Currently, the costs of FGM in Germany are approximately 50% less than for CGM but not much more than BG self-monitoring (at 6-8 BG tests per day, depending on the basic test strip costs). Such statements indeed present some incertitude due to the differing prices calculated for test strips, the period of “consumables” use time (14 days for FGM, officially ca 7 days for CGM, in practice often longer) and the rather low costs for the FGM reader or the high costs for the CGM handheld devices.

Cost reimbursement for CGM by the cost carriers has only been granted on an individual basis (see above). The high level of patient interest in FGM has led cost carriers to give concrete thought to absorbing the costs of FGM (based on the statements issued by the health insurance companies: Techniker Krankenkasse, DAK-Gesundheit, BIG direkt gesund-Krankenkasse). The costs for FGM appear to no longer be seen prohibitively by the cost carriers. The health insurance companies thereby also seem to positively evaluate this possibility for frequent testing current glucose concentrations. This in turn can be interpreted that the insurance companies see an advantage in high frequency testing which is possible with FGM without additional costs.

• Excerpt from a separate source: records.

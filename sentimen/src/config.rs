use serde::{Deserialize, Serialize};

use crate::category::Category;
use crate::errors::{Result, SentimenError};

/// Shape of a trained classifier.
///
/// A model file carries the configuration it was trained with, so retrained models with other
/// shapes work without code changes.
#[derive(Clone, Debug, PartialEq, Eq, Serialize, Deserialize)]
pub struct Config {
    pub(crate) vocab_size: usize,
    pub(crate) max_length: usize,
    pub(crate) n_classes: usize,
    pub(crate) labels: Vec<Category>,
}

impl Default for Config {
    fn default() -> Self {
        Self {
            vocab_size: 15000,
            max_length: 60,
            n_classes: 3,
            labels: Category::ALL.to_vec(),
        }
    }
}

impl Config {
    /// Sets the vocabulary size. Words with an id equal to or larger than this value are
    /// treated as unknown.
    pub fn vocab_size(mut self, size: usize) -> Self {
        self.vocab_size = size;
        self
    }

    /// Sets the length of encoded sequences.
    pub fn max_length(mut self, length: usize) -> Self {
        self.max_length = length;
        self
    }

    /// Sets the output layout of the classifier.
    ///
    /// # Arguments
    ///
    /// * `labels` - The category of each output index.
    pub fn labels(mut self, labels: Vec<Category>) -> Self {
        self.n_classes = labels.len();
        self.labels = labels;
        self
    }

    pub fn get_vocab_size(&self) -> usize {
        self.vocab_size
    }

    pub fn get_max_length(&self) -> usize {
        self.max_length
    }

    pub fn get_n_classes(&self) -> usize {
        self.n_classes
    }

    pub fn get_labels(&self) -> &[Category] {
        &self.labels
    }

    /// Checks the consistency of the configuration.
    ///
    /// # Errors
    ///
    /// [`SentimenError::InvalidArgument`] is returned when
    ///   - `vocab_size`, `max_length`, or the number of labels is zero,
    ///   - the number of labels differs from `n_classes`, or
    ///   - a category is assigned to more than one output index.
    pub fn validate(&self) -> Result<()> {
        if self.vocab_size == 0 {
            return Err(SentimenError::invalid_argument(
                "vocab_size",
                "must be at least 1",
            ));
        }
        if self.max_length == 0 {
            return Err(SentimenError::invalid_argument(
                "max_length",
                "must be at least 1",
            ));
        }
        if self.n_classes == 0 {
            return Err(SentimenError::invalid_argument(
                "labels",
                "at least one class is required",
            ));
        }
        if self.labels.len() != self.n_classes {
            return Err(SentimenError::invalid_argument(
                "labels",
                format!(
                    "{} labels are given for {} classes",
                    self.labels.len(),
                    self.n_classes
                ),
            ));
        }
        for (i, label) in self.labels.iter().enumerate() {
            if self.labels[..i].contains(label) {
                return Err(SentimenError::invalid_argument(
                    "labels",
                    format!("{} is assigned twice", label),
                ));
            }
        }
        Ok(())
    }
}
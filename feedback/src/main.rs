use std::path::PathBuf;

use clap::{ArgGroup, Parser, Subcommand};
use sentimen::Category;
use sentimen_store::{CsvStorage, DataManager, FeedbackRecord};
use tracing_subscriber::EnvFilter;

#[derive(Parser, Debug)]
#[command(
    name = "feedback",
    about = "A program to record and summarize user feedback on predictions."
)]
struct Args {
    /// Directory holding the history and feedback files
    #[arg(long, default_value = "data")]
    data_dir: PathBuf,

    #[command(subcommand)]
    command: Command,
}

#[derive(Subcommand, Debug)]
enum Command {
    /// Record a judgement of a prediction
    #[command(group(ArgGroup::new("judgement").required(true).args(["correct", "actual"])))]
    Add {
        /// The classified text
        #[arg(long)]
        text: String,

        /// The label returned by the predictor
        #[arg(long)]
        predicted: Category,

        /// The prediction was correct
        #[arg(long)]
        correct: bool,

        /// The expected label when the prediction was wrong
        #[arg(long)]
        actual: Option<Category>,

        /// Free-form comment
        #[arg(long, default_value = "")]
        comment: String,
    },

    /// Print feedback statistics
    Stats,

    /// Print recent predictions, newest first
    History {
        #[arg(long, default_value = "10")]
        limit: usize,
    },
}

fn main() -> Result<(), Box<dyn std::error::Error>> {
    tracing_subscriber::fmt()
        .with_env_filter(EnvFilter::try_from_default_env().unwrap_or_else(|_| "info".into()))
        .with_writer(std::io::stderr)
        .init();

    let args = Args::parse();

    let manager = DataManager::new().backend(CsvStorage::new(args.data_dir)?);
    eprintln!("Storage: {}", manager.storage_name().unwrap_or("none"));

    match args.command {
        Command::Add {
            text,
            predicted,
            correct,
            actual,
            comment,
        } => {
            let record = if correct {
                FeedbackRecord::correct(&text, predicted)
            } else {
                FeedbackRecord::incorrect(&text, predicted, actual)
            };
            if !manager.save_feedback(&record.comment(comment)) {
                return Err("failed to save the feedback".into());
            }
        }
        Command::Stats => {
            let stats = manager.feedback_stats();
            println!("Total: {}", stats.total);
            println!("Correct: {}", stats.correct);
            println!("Incorrect: {}", stats.incorrect);
            println!("Accuracy: {:.2}%", stats.accuracy);
        }
        Command::History { limit } => {
            for r in manager.history(limit) {
                println!(
                    "{}\t{}\t{:.2}\t{}",
                    r.timestamp, r.predicted_label, r.confidence, r.original_text
                );
            }
        }
    }

    Ok(())
}

#[cfg(test)]
mod tests {
    use super::*;

    #[test]
    fn test_add_requires_judgement() {
        let base = ["feedback", "add", "--text", "enak", "--predicted", "positive"];
        assert!(Args::try_parse_from(base).is_err());
        assert!(Args::try_parse_from(base.iter().chain(&["--correct"])).is_ok());
        assert!(Args::try_parse_from(base.iter().chain(&["--actual", "negative"])).is_ok());
        assert!(
            Args::try_parse_from(base.iter().chain(&["--correct", "--actual", "negative"]))
                .is_err()
        );
    }
}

The benefit of doing so with conventional capillary self-measurement of BG has been shown several times, also recently.8,9

Summary

It remains to be seen as to what share of the market FGM will achieve if the manufacturer can supply any amount desired. Will a significant portion of the glucose monitoring market then be taken over by FGM? The availability of FGM as a new option for glucose monitoring can basically be evaluated positively and it does indeed clearly show the benefit of “more information” on the glucose trend. The relatively low price for glucose monitoring using FGM and the unusual market introduction (not first via the National Association of Statutory Health Insurance Funds, as was the case with CGM) have given increased attention to the use of more glucose information. It will likely take a certain amount of time before other providers are able to bring different FGM systems to the market.

The option of coupling a CGM system with an insulin pump offers the perspective of an automated insulin application, that is, a closed-loop system. Such systems are currently being tested under everyday conditions, although it is not possible to predict when they will actually reach the market. There are, however, such couplings where algorithms are responsible for shutting off insulin delivery when the glucose concentration reaches a defined level or if it will be reached in the foreseeable future. This significantly helps prevent hypoglycemia. These options are only available with CGM.

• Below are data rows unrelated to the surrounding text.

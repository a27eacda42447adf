use regex::Regex;

use crate::errors::Result;
use crate::string_filters::StringFilter;

/// Removes URLs, i.e., tokens starting with `http`, `https`, or `www`.
#[derive(Clone)]
pub struct UrlFilter {
    pattern: Regex,
}

impl UrlFilter {
    /// Creates a new UrlFilter.
    pub fn new() -> Result<Self> {
        Ok(Self {
            pattern: Regex::new(r"http\S+|www\S+|https\S+")?,
        })
    }
}

impl StringFilter for UrlFilter {
    fn filter(&self, text: &str) -> String {
        self.pattern.replace_all(text, "").into_owned()
    }
}

/// Removes `@mentions` and `#hashtags`.
#[derive(Clone)]
pub struct MentionHashtagFilter {
    pattern: Regex,
}

impl MentionHashtagFilter {
    /// Creates a new MentionHashtagFilter.
    pub fn new() -> Result<Self> {
        Ok(Self {
            pattern: Regex::new(r"@\w+|#\w+")?,
        })
    }
}

impl StringFilter for MentionHashtagFilter {
    fn filter(&self, text: &str) -> String {
        self.pattern.replace_all(text, "").into_owned()
    }
}

#[cfg(test)]
mod tests {
    use super::*;

    #[test]
    fn test_remove_urls() {
        let filter = UrlFilter::new().unwrap();
        assert_eq!(
            "lihat  dan ",
            filter.filter("lihat https://example.com/a?b=1 dan www.example.com")
        );
    }

    #[test]
    fn test_url_prefix_only() {
        let filter = UrlFilter::new().unwrap();
        assert_eq!("http", filter.filter("http"));
        assert_eq!("", filter.filter(""));
    }

    #[test]
    fn test_remove_mentions_hashtags() {
        let filter = MentionHashtagFilter::new().unwrap();
        assert_eq!("mantap  ", filter.filter("mantap @gov #mbg"));
        assert_eq!("email a.com", filter.filter("email a@b.com"));
    }

    #[test]
    fn test_lone_symbols() {
        let filter = MentionHashtagFilter::new().unwrap();
        assert_eq!("@ # @!", filter.filter("@ # @!"));
    }
}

The aim of this commentary is to present the differences between CGM and FGM, including the advantages and disadvantages of both approaches. We see significant benefits in both options based on the different positioning of the approaches and the different user groups.

Acknowledgments

We’d like to thank numerous colleagues for their helpful comments on the manuscript.

Footnotes

Abbreviations: BG, blood glucose; CGM, continuous glucose monitoring; FGM, flash glucose monitoring; ISF, interstitial fluid.

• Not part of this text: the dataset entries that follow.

use std::collections::HashMap;
use std::fs;
use std::io::BufReader;
use std::path::PathBuf;

use clap::Parser;
use sentimen::{Config, Model};
use serde::Deserialize;
use tracing_subscriber::EnvFilter;

#[derive(Parser, Debug)]
#[command(
    name = "convert_model",
    about = "A program to convert exported embedding classifier weights."
)]
struct Args {
    /// JSON file with `word_index`, `embeddings`, `dense_kernel`, and `dense_bias`
    #[arg(long)]
    input: PathBuf,

    /// Sentimen model file
    #[arg(long)]
    model_out: PathBuf,

    /// Length of encoded sequences
    #[arg(long, default_value = "60")]
    max_length: usize,

    /// Vocabulary size. Defaults to the number of embedding rows.
    #[arg(long)]
    vocab_size: Option<usize>,
}

/// Weights exported from a trained embedding classifier.
#[derive(Deserialize)]
struct ExportedWeights {
    word_index: HashMap<String, usize>,
    /// (vocabulary size) x dim, row 0 is padding.
    embeddings: Vec<Vec<f32>>,
    /// dim x n_classes
    dense_kernel: Vec<Vec<f32>>,
    dense_bias: Vec<f32>,
}

impl ExportedWeights {
    fn into_model(self, config: Config) -> Result<Model, Box<dyn std::error::Error>> {
        let n_rows = self.embeddings.len();
        if n_rows == 0 {
            return Err("no embedding rows".into());
        }
        let embedding_dim = self.embeddings.first().map_or(0, Vec::len);

        // Words without an embedding row are unknown to the classifier.
        let mut pairs: Vec<_> = self
            .word_index
            .into_iter()
            .filter(|&(_, id)| id < n_rows)
            .collect();
        pairs.sort_unstable_by_key(|&(_, id)| id);
        let mut words = Vec::with_capacity(pairs.len());
        for (word, id) in pairs {
            if id != words.len() + 1 {
                return Err(format!("word id {} of {:?} is not contiguous", id, word).into());
            }
            words.push(word);
        }

        let mut embeddings = Vec::with_capacity((words.len() + 1) * embedding_dim);
        for row in &self.embeddings[..words.len() + 1] {
            if row.len() != embedding_dim {
                return Err("embedding rows have different lengths".into());
            }
            embeddings.extend_from_slice(row);
        }

        if self.dense_kernel.len() != embedding_dim {
            return Err(format!(
                "dense kernel has {} rows, expected {}",
                self.dense_kernel.len(),
                embedding_dim
            )
            .into());
        }
        let n_classes = self.dense_bias.len();
        let mut weights = vec![0.; n_classes * embedding_dim];
        for (j, row) in self.dense_kernel.iter().enumerate() {
            if row.len() != n_classes {
                return Err("dense kernel rows have different lengths".into());
            }
            for (k, &w) in row.iter().enumerate() {
                weights[k * embedding_dim + j] = w;
            }
        }

        Ok(Model::new(
            config,
            words,
            embedding_dim,
            embeddings,
            weights,
            self.dense_bias,
        )?)
    }
}

fn main() -> Result<(), Box<dyn std::error::Error>> {
    tracing_subscriber::fmt()
        .with_env_filter(EnvFilter::try_from_default_env().unwrap_or_else(|_| "info".into()))
        .with_writer(std::io::stderr)
        .init();

    let args = Args::parse();

    eprintln!("Loading weight file...");
    let f = BufReader::new(fs::File::open(args.input)?);
    let weights: ExportedWeights = serde_json::from_reader(f)?;

    let config = Config::default()
        .max_length(args.max_length)
        .vocab_size(args.vocab_size.unwrap_or(weights.embeddings.len()));
    let model = weights.into_model(config)?;
    eprintln!(
        "Vocabulary: {} words, configuration: {:?}",
        model.words().len(),
        model.config()
    );

    eprintln!("Saving model file...");
    let mut f = zstd::Encoder::new(fs::File::create(args.model_out)?, 19)?;
    model.write(&mut f)?;
    f.finish()?;

    Ok(())
}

Declaration of Conflicting Interests: The author(s) declared the following potential conflicts of interest with respect to the research, authorship, and/or publication of this article: LH hold shares in the Profil Institute for Metabolic Research, Neuss, Germany, and the Profil Institute for Clinical Research, San Diego, USA. LH is consultant for a range of companies that develop new diagnostic (like Roche Diagnostics, Integrity) and therapeutic (like Sanofi, Biodel) options for the treatment of diabetes. LH chairs an advisory board for Abbott Diabetes Care in Germany about FGM. GF is general manager of the Institute für Diabetes-Technologie Forschungs- und Entwicklungsgesellschaft an der Universität Ulm, Ulm, Germany, which carries out studies on the evaluation of BG meters and medical devices for diabetes therapy on behalf of various companies. GF is a consultant for a range of companies that develop medical devices for diabetes therapy. GF is a member an advisory board for Abbott Diabetes Care in Germany about FGM.

Funding: The author(s) received no financial support for the research, authorship, and/or publication of this article.